Failure to Monitor Anticoagulant Therapy and Delay in Infectious Disease Consult
Penalty
Summary
The facility failed to provide appropriate care and services for two residents by not ensuring proper monitoring and follow-up as required by physician orders and care plans. For one resident with a history of atrial fibrillation, sepsis, and deep vein thrombosis, the care plan required monitoring for complications related to anticoagulant therapy, specifically for signs of bleeding. Despite documented episodes of blood in the urine and a known drug interaction between amiodarone and apixaban that increases bleeding risk, there was no evidence in the Medication Administration Record (MAR) that bleeding monitoring was performed or documented during the relevant period. Nursing staff confirmed that such monitoring should have occurred and was not documented.

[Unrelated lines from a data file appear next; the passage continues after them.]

use crate::core::filter::filter_venues;
use crate::core::ranking::sort_by_distance;
use crate::domain::model::{SortOrder, VenueRecord};
use std::sync::Arc;

/// Query and sort state of the venue list screen.
///
/// `displayed` is always the filter result for `applied_query`, ranked by
/// `sort_order` when a direction is selected.
#[derive(Debug, Clone, Default)]
pub struct BrowseState {
    full: Vec<Arc<VenueRecord>>,
    query: String,
    applied_query: String,
    sort_order: SortOrder,
    filtered: Vec<Arc<VenueRecord>>,
    displayed: Vec<Arc<VenueRecord>>,
}

impl BrowseState {
    pub fn new(venues: Vec<Arc<VenueRecord>>) -> Self {
        Self {
            filtered: venues.clone(),
            displayed: venues.clone(),
            full: venues,
            ..Self::default()
        }
    }

    /// Swaps in a freshly fetched collection, keeping query and sort.
    pub fn replace_venues(&mut self, venues: Vec<Arc<VenueRecord>>) {
        self.full = venues;
        self.refilter();
        self.rerank();
    }

    /// Records the query the user is typing and resets the sort. The
    /// displayed list is left alone until [`Self::apply_query`].
    pub fn set_query(&mut self, query: &str) {
        self.query = query.to_string();
        self.sort_order = SortOrder::None;
    }

    pub fn apply_query(&mut self, query: &str) {
        self.set_query(query);
        self.applied_query = query.to_string();
        self.refilter();
        self.displayed = self.filtered.clone();
        tracing::debug!(
            query = %self.applied_query,
            matches = self.displayed.len(),
            "applied venue search"
        );
    }

    /// Advances the sort cycle and returns the new order.
    ///
    /// Returning to unsorted filters the full list with the typed query,
    /// which also settles a query that has not been applied yet.
    pub fn toggle_sort(&mut self) -> SortOrder {
        self.sort_order = self.sort_order.next();
        if self.sort_order.is_sorted() {
            self.rerank();
        } else {
            // back to the filter order, nothing to unsort
            self.applied_query = self.query.clone();
            self.refilter();
            self.displayed = self.filtered.clone();
        }
        tracing::debug!(order = %self.sort_order, "toggled venue sort");
        self.sort_order
    }

    pub fn query(&self) -> &str {
        &self.query
    }

    pub fn applied_query(&self) -> &str {
        &self.applied_query
    }

    pub fn is_query_pending(&self) -> bool {
        self.query != self.applied_query
    }

    pub fn sort_order(&self) -> SortOrder {
        self.sort_order
    }

    pub fn displayed(&self) -> &[Arc<VenueRecord>] {
        &self.displayed
    }

    pub fn full(&self) -> &[Arc<VenueRecord>] {
        &self.full
    }

    pub fn is_empty(&self) -> bool {
        self.displayed.is_empty()
    }

    fn refilter(&mut self) {
        self.filtered = filter_venues(&self.full, &self.applied_query);
    }

    fn rerank(&mut self) {
        self.displayed = match self.sort_order {
            SortOrder::None => self.filtered.clone(),
            SortOrder::Ascending => sort_by_distance(&self.filtered, true),
            SortOrder::Descending => sort_by_distance(&self.filtered, false),
        };
    }
}
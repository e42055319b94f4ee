// Adapters layer: concrete implementations of the domain ports.

pub mod http;
pub mod storage;

pub use http::HttpVenueSource;
pub use storage::JsonFileStore;
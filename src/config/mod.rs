#[cfg(feature = "cli")]
pub mod cli;
pub mod toml_config;

#[cfg(feature = "cli")]
pub use cli::{CliConfig, Command, SortArg};
pub use toml_config::TomlConfig;

use crate::utils::error::Result;
use crate::utils::validation;

pub const DEFAULT_STORAGE_PATH: &str = "./.venuego";
pub const DEFAULT_DEBOUNCE_MS: u64 = 300;
pub const DEFAULT_UNDO_WINDOW_MS: u64 = 5_000;
pub const DEFAULT_TIMEOUT_SECONDS: u64 = 10;

/// Checks shared by every configuration source.
pub(crate) fn validate_common(
    api_endpoint: Option<&str>,
    storage_path: &str,
    favourites_key: &str,
    debounce_ms: u64,
    undo_window_ms: u64,
    timeout_seconds: u64,
) -> Result<()> {
    let endpoint = validation::validate_required_field("api_endpoint", &api_endpoint)?;
    validation::validate_url("api_endpoint", endpoint)?;
    validation::validate_path("storage_path", storage_path)?;
    validation::validate_storage_key("favourites_key", favourites_key)?;
    validation::validate_range("debounce_ms", debounce_ms, 0, 10_000)?;
    validation::validate_range("undo_window_ms", undo_window_ms, 0, 60_000)?;
    validation::validate_range("timeout_seconds", timeout_seconds, 1, 300)?;
    Ok(())
}
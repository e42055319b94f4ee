use crate::core::browse::BrowseState;
use crate::core::debounce::DebouncedBrowser;
use crate::core::favourites::{favourite_venues, FavouritesManager};
use crate::core::filter::filter_venues;
use crate::core::ranking::sort_by_distance;
use crate::core::{ConfigProvider, KeyValueStore, VenueSource};
use crate::domain::model::{FavouriteIds, SortOrder, VenueCatalog, VenueRecord};
use std::sync::Arc;
use std::time::Instant;

/// A venue together with whether the user has favourited it.
#[derive(Debug, Clone)]
pub struct VenueListing {
    pub venue: Arc<VenueRecord>,
    pub is_favourite: bool,
}

/// Wires the venue source, the favourites store and the configuration
/// together for one user session.
pub struct VenueService<S: VenueSource, K: KeyValueStore + Clone, C: ConfigProvider> {
    source: S,
    store: K,
    config: C,
}

impl<S: VenueSource, K: KeyValueStore + Clone, C: ConfigProvider> VenueService<S, K, C> {
    pub fn new(source: S, store: K, config: C) -> Self {
        Self {
            source,
            store,
            config,
        }
    }

    pub fn config(&self) -> &C {
        &self.config
    }

    /// Fetches the venue list. A failed fetch is logged and yields an empty
    /// catalog so the caller can still render.
    pub async fn fetch_catalog(&self) -> VenueCatalog {
        let start = Instant::now();
        match self.source.fetch_venues().await {
            Ok(venues) => {
                tracing::info!(
                    source = self.source.name(),
                    count = venues.len(),
                    elapsed_ms = start.elapsed().as_millis() as u64,
                    "fetched venues"
                );
                VenueCatalog::new(venues)
            }
            Err(e) => {
                tracing::error!(source = self.source.name(), "Failed to load venues: {}", e);
                VenueCatalog::empty()
            }
        }
    }

    pub fn favourites(&self) -> FavouritesManager<K> {
        FavouritesManager::new(self.store.clone(), self.config.favourites_key())
            .with_undo_window(self.config.undo_window())
    }

    pub fn browser(&self, catalog: &VenueCatalog) -> DebouncedBrowser {
        DebouncedBrowser::new(
            BrowseState::new(catalog.venues.clone()),
            self.config.debounce(),
        )
    }

    /// One-shot search over `catalog`: filter, then rank when a direction is
    /// given.
    pub async fn list(&self, catalog: &VenueCatalog, query: &str, sort: SortOrder) -> Vec<VenueListing> {
        let favourites = self.favourites().load().await;

        let filtered = filter_venues(&catalog.venues, query);
        let ordered = match sort {
            SortOrder::None => filtered,
            SortOrder::Ascending => sort_by_distance(&filtered, true),
            SortOrder::Descending => sort_by_distance(&filtered, false),
        };

        annotate(ordered, &favourites)
    }

    pub async fn favourite_listings(&self, catalog: &VenueCatalog) -> Vec<VenueListing> {
        let favourites = self.favourites().load().await;
        annotate(favourite_venues(&catalog.venues, &favourites), &favourites)
    }
}

fn annotate(venues: Vec<Arc<VenueRecord>>, favourites: &FavouriteIds) -> Vec<VenueListing> {
    venues
        .into_iter()
        .map(|venue| VenueListing {
            is_favourite: favourites.contains(venue.id),
            venue,
        })
        .collect()
}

Another resident with recurrent urinary tract infections (UTIs), paraplegia, and anxiety disorder had a physician's order for an infectious disease consult due to a diagnosis of a multi-drug resistant organism (MDRO) in the urine and ongoing UTIs. Although the infectious disease doctor was notified of the need for a consult, there was a delay of over a week before the facility followed up on the appointment. During this time, the resident did not receive antibiotics for the current UTI and experienced bladder spasms, pain, and anxiety about the infection worsening. Nursing staff and the Director of Nursing acknowledged the delay in follow-up for the infectious disease consult. Both cases demonstrate a failure to provide care and services in accordance with physician orders, care plans, and resident needs. The facility's own policy requires that residents receive necessary care and services to attain or maintain their highest practicable well-being, but this was not achieved for these two residents due to lapses in monitoring and timely follow-up.